Action item: After locating the line that holds "async fn explicit_id_with_changed_attributes_conflicts()", transcribe it and each following line to the end of the records, changing nothing and adding nothing.

####################

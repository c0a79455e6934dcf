#![allow(clippy::expect_used, clippy::unwrap_used, clippy::panic)]

use std::collections::BTreeMap;
use std::time::Duration;

use chrono::DateTime;
use pact_registry::{
    db::{self, StoreError},
    pacticipants::{find_by_name, resolve_or_create},
    pacts::{PublishPact, create_or_update, find_view, to_view},
    types::{
        PacticipantRef, WebhookAttributes, WebhookEventAttributes, WebhookRequestAttributes,
    },
    webhooks::{IdAssignment, WebhookScope, create_webhook, find_webhook},
};
use sqlx::SqlitePool;
use tempfile::NamedTempFile;

struct TestDb {
    pool: SqlitePool,
    _db_file: NamedTempFile,
}

async fn setup_db() -> TestDb {
    let db_file = NamedTempFile::new().expect("create temp sqlite file");
    let url = format!("sqlite://{}", db_file.path().display());
    let pool = db::connect(&url, 4).await.expect("connect sqlite");

    TestDb {
        pool,
        _db_file: db_file,
    }
}

async fn count(pool: &SqlitePool, table: &str) -> i64 {
    sqlx::query_scalar(&format!("SELECT COUNT(*) FROM {table}"))
        .fetch_one(pool)
        .await
        .unwrap()
}

fn publish<'a>(version: &'a str, content: &'a str) -> PublishPact<'a> {
    PublishPact {
        provider_name: "Some Provider",
        consumer_name: "Some Consumer",
        consumer_version_number: version,
        json_content: content,
    }
}

fn webhook_attrs() -> WebhookAttributes {
    WebhookAttributes {
        description: Some("trigger build".to_string()),
        enabled: None,
        events: Some(vec![WebhookEventAttributes {
            name: Some("contract_content_changed".to_string()),
        }]),
        request: Some(WebhookRequestAttributes {
            method: Some("POST".to_string()),
            url: Some("https://ci.example.org/build".to_string()),
            headers: Some(BTreeMap::from([(
                "Accept".to_string(),
                "application/json".to_string(),
            )])),
            body: Some(serde_json::json!({ "ref": "main" })),
        }),
        consumer: None,
        provider: None,
    }
}

// ─────────────────────────────────────────────────────────────────────────────
// Identity registry
// ─────────────────────────────────────────────────────────────────────────────

#[tokio::test]
async fn resolve_or_create_is_case_insensitive() {
    let db = setup_db().await;
    let mut conn = db.pool.acquire().await.unwrap();

    let first = resolve_or_create(&mut conn, "Some Provider").await.unwrap();
    let second = resolve_or_create(&mut conn, "some PROVIDER").await.unwrap();

    assert_eq!(first, second);
    assert_eq!(second.name, "Some Provider");
    assert_eq!(count(&db.pool, "pacticipants").await, 1);
}

#[tokio::test]
async fn concurrent_first_references_create_one_pacticipant() {
    let db = setup_db().await;

    let resolve = |pool: SqlitePool| async move {
        let mut conn = pool.acquire().await.unwrap();
        resolve_or_create(&mut conn, "Racing Consumer").await
    };
    let (a, b, c) = tokio::join!(
        resolve(db.pool.clone()),
        resolve(db.pool.clone()),
        resolve(db.pool.clone())
    );

    let (a, b, c) = (a.unwrap(), b.unwrap(), c.unwrap());
    assert_eq!(a.id, b.id);
    assert_eq!(b.id, c.id);
    assert_eq!(count(&db.pool, "pacticipants").await, 1);
}

#[tokio::test]
async fn blank_names_are_rejected() {
    let db = setup_db().await;
    let mut conn = db.pool.acquire().await.unwrap();

    let err = resolve_or_create(&mut conn, "   ").await.unwrap_err();

    assert!(matches!(err, StoreError::Invalid(_)));
    assert!(find_by_name(&mut conn, "").await.unwrap().is_none());
}

// ─────────────────────────────────────────────────────────────────────────────
// Pact store
// ─────────────────────────────────────────────────────────────────────────────

#[tokio::test]
async fn republishing_refreshes_updated_at_only() {
    let db = setup_db().await;

    let first = create_or_update(&db.pool, &publish("1.0.0", r#"{"interactions":[]}"#))
        .await
        .unwrap();
    tokio::time::sleep(Duration::from_millis(10)).await;
    let second = create_or_update(&db.pool, &publish("1.0.0", r#"{"interactions":[1]}"#))
        .await
        .unwrap();

    assert!(first.created);
    assert!(!second.created);
    assert_eq!(second.pact.id, first.pact.id);
    assert_eq!(second.pact.created_at, first.pact.created_at);
    assert_eq!(first.pact.created_at, first.pact.updated_at);

    let before = DateTime::parse_from_rfc3339(&first.pact.updated_at).unwrap();
    let after = DateTime::parse_from_rfc3339(&second.pact.updated_at).unwrap();
    assert!(after > before);
    assert_eq!(second.pact.json_content, r#"{"interactions":[1]}"#);
    assert_eq!(count(&db.pool, "pacts").await, 1);
}

#[tokio::test]
async fn each_consumer_version_gets_its_own_pact() {
    let db = setup_db().await;

    let first = create_or_update(&db.pool, &publish("1.0.0", "{}")).await.unwrap();
    let second = create_or_update(&db.pool, &publish("1.0.1", "{}")).await.unwrap();

    assert!(second.created);
    assert_ne!(first.pact.id, second.pact.id);
    assert_ne!(first.pact.version_id, second.pact.version_id);
    assert_eq!(count(&db.pool, "versions").await, 2);
    assert_eq!(count(&db.pool, "pacticipants").await, 2);
}

#[tokio::test]
async fn view_follows_version_to_consumer() {
    let db = setup_db().await;

    let published = create_or_update(&db.pool, &publish("2.3.4", r#"{"a":1}"#))
        .await
        .unwrap();
    let mut conn = db.pool.acquire().await.unwrap();
    let view = to_view(&mut conn, &published.pact).await.unwrap();

    assert_eq!(view.id, published.pact.id);
    assert_eq!(view.provider.name, "Some Provider");
    assert_eq!(view.consumer.name, "Some Consumer");
    assert_eq!(view.consumer_version_number, "2.3.4");
    assert_eq!(view.consumer_version.pacticipant_id, view.consumer.id);
    assert_eq!(view.json_content, r#"{"a":1}"#);

    let found = find_view(&db.pool, "some provider", "SOME CONSUMER", "2.3.4")
        .await
        .unwrap()
        .expect("pact is found by coordinates");
    assert_eq!(found, view);
}

#[tokio::test]
async fn invalid_content_writes_nothing() {
    let db = setup_db().await;

    let err = create_or_update(&db.pool, &publish("1.0.0", "[]"))
        .await
        .unwrap_err();

    let StoreError::Invalid(errors) = err else {
        panic!("expected validation error, got {err:?}");
    };
    assert!(errors.contains("content"));
    assert_eq!(count(&db.pool, "pacticipants").await, 0);
}

// ─────────────────────────────────────────────────────────────────────────────
// Webhook registry
// ─────────────────────────────────────────────────────────────────────────────

#[tokio::test]
async fn created_webhook_round_trips() {
    let db = setup_db().await;
    let mut attrs = webhook_attrs();
    attrs.provider = Some(PacticipantRef {
        name: Some("Some Provider".to_string()),
    });

    let created = create_webhook(
        &db.pool,
        &attrs,
        &WebhookScope::default(),
        &IdAssignment::Generate,
    )
    .await
    .unwrap();

    assert!(created.created);
    assert!(created.webhook.enabled);
    assert_eq!(created.webhook.consumer, None);
    assert_eq!(
        created.webhook.provider.as_ref().map(|p| p.name.as_str()),
        Some("Some Provider")
    );

    let fetched = find_webhook(&db.pool, &created.webhook.uuid).await.unwrap();
    assert_eq!(fetched, created.webhook);
}

#[tokio::test]
async fn invalid_webhook_leaves_storage_unchanged() {
    let db = setup_db().await;
    let mut attrs = webhook_attrs();
    attrs.description = None;
    attrs.events = None;
    let scope = WebhookScope {
        consumer: Some("Some Consumer".to_string()),
        provider: Some("Some Provider".to_string()),
    };

    let err = create_webhook(&db.pool, &attrs, &scope, &IdAssignment::Generate)
        .await
        .unwrap_err();

    let StoreError::Invalid(errors) = err else {
        panic!("expected validation error, got {err:?}");
    };
    assert!(errors.contains("description"));
    assert!(errors.contains("events"));
    assert_eq!(count(&db.pool, "webhooks").await, 0);
    assert_eq!(count(&db.pool, "pacticipants").await, 0);
}

#[tokio::test]
async fn concurrent_explicit_id_creates_one_webhook() {
    let db = setup_db().await;
    let attrs = webhook_attrs();
    let id = IdAssignment::Explicit("build-trigger".to_string());
    let scope = WebhookScope::default();

    let (a, b) = tokio::join!(
        create_webhook(&db.pool, &attrs, &scope, &id),
        create_webhook(&db.pool, &attrs, &scope, &id)
    );

    let (a, b) = (a.unwrap(), b.unwrap());
    assert_ne!(a.created, b.created);
    assert_eq!(a.webhook, b.webhook);
    assert_eq!(count(&db.pool, "webhooks").await, 1);
}

#[tokio::test]
async fn explicit_id_with_changed_attributes_conflicts() {
    let db = setup_db().await;
    let id = IdAssignment::Explicit("build-trigger".to_string());
    let scope = WebhookScope::default();
    let mut changed = webhook_attrs();
    changed.enabled = Some(false);

    create_webhook(&db.pool, &webhook_attrs(), &scope, &id)
        .await
        .unwrap();
    let err = create_webhook(&db.pool, &changed, &scope, &id)
        .await
        .unwrap_err();

    assert!(matches!(err, StoreError::Conflict(_)));
    assert_eq!(count(&db.pool, "webhooks").await, 1);
}

#[tokio::test]
async fn explicit_id_scope_change_conflicts_and_rolls_back() {
    let db = setup_db().await;
    let id = IdAssignment::Explicit("build-trigger".to_string());
    let scoped = WebhookScope {
        consumer: Some("New Consumer".to_string()),
        provider: None,
    };

    create_webhook(&db.pool, &webhook_attrs(), &WebhookScope::default(), &id)
        .await
        .unwrap();
    let err = create_webhook(&db.pool, &webhook_attrs(), &scoped, &id)
        .await
        .unwrap_err();

    assert!(matches!(err, StoreError::Conflict(_)));
    assert_eq!(count(&db.pool, "pacticipants").await, 0);
}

####################

Answer for this exercise:
async fn explicit_id_with_changed_attributes_conflicts() {
    let db = setup_db().await;
    let id = IdAssignment::Explicit("build-trigger".to_string());
    let scope = WebhookScope::default();
    let mut changed = webhook_attrs();
    changed.enabled = Some(false);

    create_webhook(&db.pool, &webhook_attrs(), &scope, &id)
        .await
        .unwrap();
    let err = create_webhook(&db.pool, &changed, &scope, &id)
        .await
        .unwrap_err();

    assert!(matches!(err, StoreError::Conflict(_)));
    assert_eq!(count(&db.pool, "webhooks").await, 1);
}

#[tokio::test]
async fn explicit_id_scope_change_conflicts_and_rolls_back() {
    let db = setup_db().await;
    let id = IdAssignment::Explicit("build-trigger".to_string());
    let scoped = WebhookScope {
        consumer: Some("New Consumer".to_string()),
        provider: None,
    };

    create_webhook(&db.pool, &webhook_attrs(), &WebhookScope::default(), &id)
        .await
        .unwrap();
    let err = create_webhook(&db.pool, &webhook_attrs(), &scoped, &id)
        .await
        .unwrap_err();

    assert!(matches!(err, StoreError::Conflict(_)));
    assert_eq!(count(&db.pool, "pacticipants").await, 0);
}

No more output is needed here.